GIVEN RECORDS below:
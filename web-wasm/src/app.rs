//! メインアプリケーションコンポーネント

use leptos::html;
use leptos::prelude::*;
use nominee_common::{FormSettings, NomineeForm};
use crate::components::{
    entry_form::EntryForm,
    header::Header,
    nominee_list::NomineeList,
};
use crate::photo_store::ObjectUrlStore;

#[component]
pub fn App() -> impl IntoView {
    let settings = FormSettings::default();

    let mut roster = NomineeForm::new();
    roster.on_change(|event, form| {
        tracing::debug!("{:?} ({} records)", event, form.records().len());
    });

    // 再描画はこのシグナル経由。フォームのリスナーはログのみ
    let form = RwSignal::new(roster);
    let photos = StoredValue::new_local(ObjectUrlStore::default());
    let file_input = NodeRef::<html::Input>::new();

    view! {
        <div class="container">
            <Header title=settings.title.clone() />

            <EntryForm
                form=form
                photos=photos
                file_input=file_input
                preview_width=settings.preview_width_px
            />

            <NomineeList
                form=form
                photos=photos
                file_input=file_input
                photo_width=settings.preview_width_px
            />
        </div>
    }
}
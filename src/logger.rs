//! ログ出力設定
//!
//! 結果は stdout、ログは stderr に分ける。

use tracing_subscriber::filter::LevelFilter;

/// `--verbose` 指定時は DEBUG、通常は WARN 以上
pub fn level_for(verbose: bool) -> LevelFilter {
    if verbose {
        LevelFilter::DEBUG
    } else {
        LevelFilter::WARN
    }
}

/// stderr 向けの fmt サブスクライバを登録する（二回目以降は何もしない）
pub fn init(verbose: bool) {
    let _ = tracing_subscriber::fmt()
        .with_writer(std::io::stderr)
        .with_max_level(level_for(verbose))
        .with_target(false)
        .try_init();
}
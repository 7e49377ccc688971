//! 写真ハンドル
//!
//! 名簿は写真そのものを持たない。フロントエンドが選択ファイルから
//! セッション内だけ有効なハンドル（ブラウザではオブジェクトURL、CLIでは
//! 連番のパス参照）を作り、フォームはそのハンドルを受け渡すだけ。
//! 解放も同じストア経由で明示的に行う。

use crate::error::Result;
use serde::{Deserialize, Serialize};

/// セッション内の写真参照
#[derive(Debug, Clone, PartialEq, Eq, Hash, PartialOrd, Ord, Serialize, Deserialize)]
#[serde(transparent)]
pub struct PhotoHandle(String);

impl PhotoHandle {
    pub fn new(value: impl Into<String>) -> Self {
        Self(value.into())
    }

    /// 画像の src にそのまま使える値
    pub fn as_str(&self) -> &str {
        &self.0
    }
}

impl std::fmt::Display for PhotoHandle {
    fn fmt(&self, f: &mut std::fmt::Formatter<'_>) -> std::fmt::Result {
        f.write_str(&self.0)
    }
}

/// フロントエンドごとのハンドル生成・解放
pub trait PhotoStore {
    /// フロントエンド側の選択ファイル
    type Source;

    fn create(&mut self, source: &Self::Source) -> Result<PhotoHandle>;

    /// ハンドルを解放する。未知のハンドルは無視
    fn release(&mut self, handle: &PhotoHandle);
}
End of GIVEN RECORDS.
## WHAT TO DO:
Copy out every line of the data that includes "roster".

## THE COMPLETED TASK:
    let mut roster = NomineeForm::new();
    roster.on_change(|event, form| {
    let form = RwSignal::new(roster);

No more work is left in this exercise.